As such, the difference between life expectancy and healthy life years provides a more nuanced picture of the health of Europeans. Across the whole of the EU-28 there was almost no difference between men and women in terms of the number of healthy life years they might expect to live in 2015, the average for women was 63.3 years, while that for men was 62.6 years. While women generally live longer than men, they were often found to spend more of their lives with functioning limitations.

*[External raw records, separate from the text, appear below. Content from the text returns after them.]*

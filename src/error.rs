use chrono::{DateTime, Utc};
use thiserror::Error;

use crate::models::{BookingId, BookingStatus, SeatId, ShowId, ShowRoomId};
use crate::store::StoreError;

pub type AppResult<T> = Result<T, AppError>;

/// Error taxonomy of the booking engine. Every failure names the resource
/// that caused it so callers can react (pick other seats, retry, etc.).
#[derive(Debug, Error)]
pub enum AppError {
    #[error("{resource} {id} not found")]
    NotFound { resource: &'static str, id: i64 },

    #[error("room {room_id} already runs show {existing_show_id} from {start} to {end}")]
    ScheduleConflict {
        room_id: ShowRoomId,
        existing_show_id: ShowId,
        start: DateTime<Utc>,
        end: DateTime<Utc>,
    },

    #[error("seats not available for show {show_id}: {conflicting:?}")]
    SeatsUnavailable {
        show_id: ShowId,
        conflicting: Vec<SeatId>,
    },

    #[error("hold for booking {booking_id} has expired")]
    Expired { booking_id: BookingId },

    #[error("booking {booking_id} is already {status}")]
    AlreadyFinal {
        booking_id: BookingId,
        status: BookingStatus,
    },

    #[error("invalid request: {0}")]
    InvalidRequest(String),
}

impl From<StoreError> for AppError {
    fn from(err: StoreError) -> Self {
        match err {
            StoreError::UnknownShow(id) => AppError::NotFound {
                resource: "show",
                id,
            },
            StoreError::UnknownBooking(id) => AppError::NotFound {
                resource: "booking",
                id,
            },
            StoreError::SeatsUnavailable {
                show_id,
                conflicting,
            } => AppError::SeatsUnavailable {
                show_id,
                conflicting,
            },
            StoreError::HoldExpired(booking_id) => AppError::Expired { booking_id },
            StoreError::BookingFinal { id, status } => AppError::AlreadyFinal {
                booking_id: id,
                status,
            },
        }
    }
}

Map 1 shows the gender gap for healthy life years in 2015, with newly-born men more likely to live healthier lives (than women) in several of the western and northern Member States. By contrast, it was more commonplace to find that women would live longer and healthier lives in most of the eastern and Baltic Member States, with the gap in healthy life years between the sexes peaking at 4.7 years in favour of women in Lithuania, 3.5 years in Bulgaria and 3.1 years in Poland.
Figure 4 contrasts the share of the population (aged 16 years and over) according to their self-perceived health status. In 2016, more than two thirds (67.6 %) of all adults in the EU-28 declared that they were in good or very good health, compared with less than one tenth (8.8 %) who considered that they were in bad or very bad health. Among the EU Member States, the share of the population aged 16 and over who considered their health to be good or very good ranged from a high of 82.8 % in Ireland and more than three quarters of the adult populations in Cyprus, the Netherlands and Sweden, down to less than half of the adult population in Portugal (47.7 %) , Latvia (47.2 %) and Lithuania (43.4 %).
Figure 5 shows that health tends to deteriorate with age: in every EU Member State, the share of the population that considered its health status as bad or very bad increased as a function of age. While an average of 8.8 % of the EU-28 adult population evaluated their own health status as bad or very bad in 2016, this share was as low as 2.7 % among people aged 16-44 years, rising to 9.4 % for people aged 45-64 and peaking at 19.3 % for people aged 65 years and over.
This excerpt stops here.